_Work instructions_
Lines from the one with "impl std::fmt::Debug for" through the end of the listing below are to be retyped exactly.

_Data to process_

//! Outward notifications of a projection.

use horizon_display_core::Signal;

use crate::item::ItemId;
use crate::source::ChangeAction;

/// A change of the projection's visible items.
///
/// Indices are positions among visible items. Notifications of one session
/// are emitted in order and each one is valid for the list left by the
/// previous one.
#[derive(Debug, Clone, PartialEq, Eq)]
pub struct ProjectionChange {
    pub action: ChangeAction,
    pub new_items: Vec<ItemId>,
    pub new_index: usize,
    pub old_items: Vec<ItemId>,
    pub old_index: usize,
    /// The record property behind a `Change`, when known.
    pub property: Option<String>,
}

/// A move of the current-item cursor.
#[derive(Debug, Clone, Copy, PartialEq, Eq)]
pub struct CurrentChange {
    pub new: Option<ItemId>,
    pub old: Option<ItemId>,
    pub new_position: Option<usize>,
    pub old_position: Option<usize>,
}

/// Signals emitted by a projection.
///
/// Changes of one session are bracketed by `before_change` and
/// `after_change`. Slots run synchronously while the projection is being
/// mutated and must not call back into it.
pub struct ProjectionSignals {
    pub before_change: Signal<()>,
    pub after_change: Signal<()>,
    pub collection_changed: Signal<ProjectionChange>,
    pub current_changed: Signal<CurrentChange>,
}

impl Default for ProjectionSignals {
    fn default() -> Self {
        Self::new()
    }
}

impl ProjectionSignals {
    pub fn new() -> Self {
        Self {
            before_change: Signal::new(),
            after_change: Signal::new(),
            collection_changed: Signal::new(),
            current_changed: Signal::new(),
        }
    }

    /// Emit `changes` inside one before/after bracket. Nothing is emitted
    /// for an empty batch.
    pub fn emit_changes(&self, changes: Vec<ProjectionChange>) {
        if changes.is_empty() {
            return;
        }
        self.before_change.emit(());
        for change in changes {
            self.collection_changed.emit(change);
        }
        self.after_change.emit(());
    }
}

impl std::fmt::Debug for ProjectionSignals {
    fn fmt(&self, f: &mut std::fmt::Formatter<'_>) -> std::fmt::Result {
        f.debug_struct("ProjectionSignals")
            .field("collection_changed", &self.collection_changed)
            .field("current_changed", &self.current_changed)
            .finish()
    }
}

_Answer to this problem_
impl std::fmt::Debug for ProjectionSignals {
    fn fmt(&self, f: &mut std::fmt::Formatter<'_>) -> std::fmt::Result {
        f.debug_struct("ProjectionSignals")
            .field("collection_changed", &self.collection_changed)
            .field("current_changed", &self.current_changed)
            .finish()
    }
}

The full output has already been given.